Three converging factors are reshaping the risk environment and putting intense pressure on logistics planning, cargo security, and insurance protection:
- Tariffs and trade disruptions: South Africa faces a sharp increase in tariffs, including a 30% hike from the US. For an economy that heavily depends on international trade, these tariff pressures are significantly raising costs. Businesses are being forced to rethink procurement strategies, logistics budgets and risk planning as financing becomes more strained.
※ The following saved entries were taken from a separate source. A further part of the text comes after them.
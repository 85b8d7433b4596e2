//! Node planning: which instances one build creates.
//!
//! Every lab is exactly two controller nodes plus however many compute
//! nodes remain, so the minimum build is three nodes. Compute jobs are
//! enqueued ahead of controller jobs; with a staggered pool the fungible
//! nodes start building while the controllers queue up behind them.

use super::job::JobDescriptor;
use crate::compute::{NewServer, NicSpec};
use thiserror::Error;

/// Smallest lab that still has a usable topology.
pub const MIN_NODES: usize = 3;

/// Controller nodes per lab, fixed.
pub const CONTROLLER_COUNT: usize = 2;

/// Rejected build shape.
#[derive(Debug, Clone, PartialEq, Eq, Error)]
pub enum PlanError {
    /// Fewer than [`MIN_NODES`] nodes requested.
    #[error("a lab needs at least {MIN_NODES} nodes, got {requested}")]
    NotEnoughNodes { requested: usize },
}

/// Boot parameters shared by all nodes of one build.
#[derive(Debug, Clone)]
pub struct NodeTemplate {
    /// Flavor for the two controller nodes.
    pub controller_flavor_id: String,
    /// Flavor for the compute nodes.
    pub compute_flavor_id: String,
    /// Image every node boots from.
    pub image_id: String,
    /// Keypair injected into every node, when configured.
    pub key_name: Option<String>,
    /// Networks attached to every node, in order.
    pub nics: Vec<NicSpec>,
}

/// The planned node set for one build.
#[derive(Debug, Clone)]
pub struct NodePlan {
    /// Job descriptors in enqueue order: computes first, then controllers.
    pub jobs: Vec<JobDescriptor>,
    /// The two controller node names.
    pub controller_names: [String; 2],
    /// The compute node names, in index order.
    pub compute_names: Vec<String>,
}

/// Plans the node set for `lab` with `node_count` total nodes.
///
/// Node names follow the `{lab}_compute{i}` / `{lab}_controller{i}` scheme
/// the teardown path later matches on.
pub fn plan_nodes(
    lab: &str,
    node_count: usize,
    template: &NodeTemplate,
) -> Result<NodePlan, PlanError> {
    if node_count < MIN_NODES {
        return Err(PlanError::NotEnoughNodes {
            requested: node_count,
        });
    }

    let compute_count = node_count - CONTROLLER_COUNT;
    let mut jobs = Vec::with_capacity(node_count);

    let compute_names: Vec<String> = (1..=compute_count)
        .map(|index| format!("{}_compute{}", lab, index))
        .collect();
    for name in &compute_names {
        jobs.push(JobDescriptor::new(NewServer {
            name: name.clone(),
            flavor_id: template.compute_flavor_id.clone(),
            image_id: template.image_id.clone(),
            key_name: template.key_name.clone(),
            nics: template.nics.clone(),
        }));
    }

    let controller_names = [
        format!("{}_controller1", lab),
        format!("{}_controller2", lab),
    ];
    for name in &controller_names {
        jobs.push(JobDescriptor::new(NewServer {
            name: name.clone(),
            flavor_id: template.controller_flavor_id.clone(),
            image_id: template.image_id.clone(),
            key_name: template.key_name.clone(),
            nics: template.nics.clone(),
        }));
    }

    Ok(NodePlan {
        jobs,
        controller_names,
        compute_names,
    })
}

#[cfg(test)]
mod tests {
    use super::*;

    fn template() -> NodeTemplate {
        NodeTemplate {
            controller_flavor_id: "flavor-big".to_string(),
            compute_flavor_id: "flavor-small".to_string(),
            image_id: "image-1".to_string(),
            key_name: Some("lab-key".to_string()),
            nics: vec![NicSpec {
                net_id: "net-1".to_string(),
            }],
        }
    }

    #[test]
    fn test_fewer_than_three_nodes_is_rejected_before_planning() {
        let result = plan_nodes("alpha", 2, &template());
        assert_eq!(result.unwrap_err(), PlanError::NotEnoughNodes { requested: 2 });
    }

    #[test]
    fn test_minimum_lab_is_one_compute_and_two_controllers() {
        let plan = plan_nodes("alpha", 3, &template()).unwrap();
        assert_eq!(plan.jobs.len(), 3);
        assert_eq!(plan.compute_names, vec!["alpha_compute1"]);
        assert_eq!(
            plan.controller_names,
            ["alpha_controller1", "alpha_controller2"]
        );
    }

    #[test]
    fn test_compute_jobs_are_enqueued_before_controllers() {
        let plan = plan_nodes("alpha", 5, &template()).unwrap();
        let names: Vec<_> = plan.jobs.iter().map(|job| job.node_name.as_str()).collect();
        assert_eq!(
            names,
            [
                "alpha_compute1",
                "alpha_compute2",
                "alpha_compute3",
                "alpha_controller1",
                "alpha_controller2"
            ]
        );
    }

    #[test]
    fn test_roles_get_their_own_flavor() {
        let plan = plan_nodes("alpha", 4, &template()).unwrap();
        let compute = plan.jobs.iter().find(|j| j.node_name == "alpha_compute1");
        let controller = plan.jobs.iter().find(|j| j.node_name == "alpha_controller1");
        assert_eq!(compute.unwrap().request.flavor_id, "flavor-small");
        assert_eq!(controller.unwrap().request.flavor_id, "flavor-big");
    }

    #[test]
    fn test_fresh_jobs_start_with_zero_requeues() {
        let plan = plan_nodes("alpha", 3, &template()).unwrap();
        assert!(plan.jobs.iter().all(|job| job.requeues == 0));
    }
}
- Red Sea shipping disruptions: The ongoing conflict in Yemen has made the Suez Canal unreliable, pushing vessels to reroute around the Cape of Good Hope. This has placed South Africa back on a key global shipping lane, but at a cost. Transit times are longer, port congestion is rising and freight rates have surged. Traditional cargo insurance often excludes delay-related risks, leaving critical exposure uncovered.
- Climate and environmental volatility: Extreme weather events – from floods and droughts to storms disrupting major ports – are no longer rare occurrences. These events are now recurring challenges. In a climate-altered world, cargo risks are increasingly tied to environmental instability, demanding more adaptive insurance solutions.
A new strategic lens: risk capital
“The need to reframe marine cargo insurance through a risk capital lens has never been greater,” says Natalie Cooper, senior marine and aviation broker at Aon South Africa: This tension between businesses and insurers are tightening terms, limiting coverage, and excluding delay or disruption-related losses. Businesses must look to alternative capital tools such as:
- Parametric insurance: Trigger-based coverage offering rapid payouts without needing proof of loss
- Captives and cell captives: Self-insurance structures offering customisable, cost-effective risk retention
- Structured solutions: Including insurance-linked securities (ILS) to access global investor capital
- Facultative reinsurance: Bespoke risk placements for high-exposure or hard-to-cover threats
This capital-agnostic approach enables companies to think beyond policies – and instead build integrated risk strategies that protect margins, support growth and enhance resilience.
Six strategic shifts for resilient cargo risk management include:
- Reframe insurance as capital strategy, not just cost
- Adjust tactics to match changing tariffs and trade tensions
- Explore non-traditional capacity for expanded protection
- Use analytics to understand exposure and optimise cover
- Adopt parametric and tech-driven solutions for faster recovery
- Take a global view – access borderless capital and support
“Partnering with seasoned risk advisors is essential. It ensures businesses fully explore and integrate both traditional and alternative tools into a cohesive, future-proof marine cargo programme,” Cooper concludes.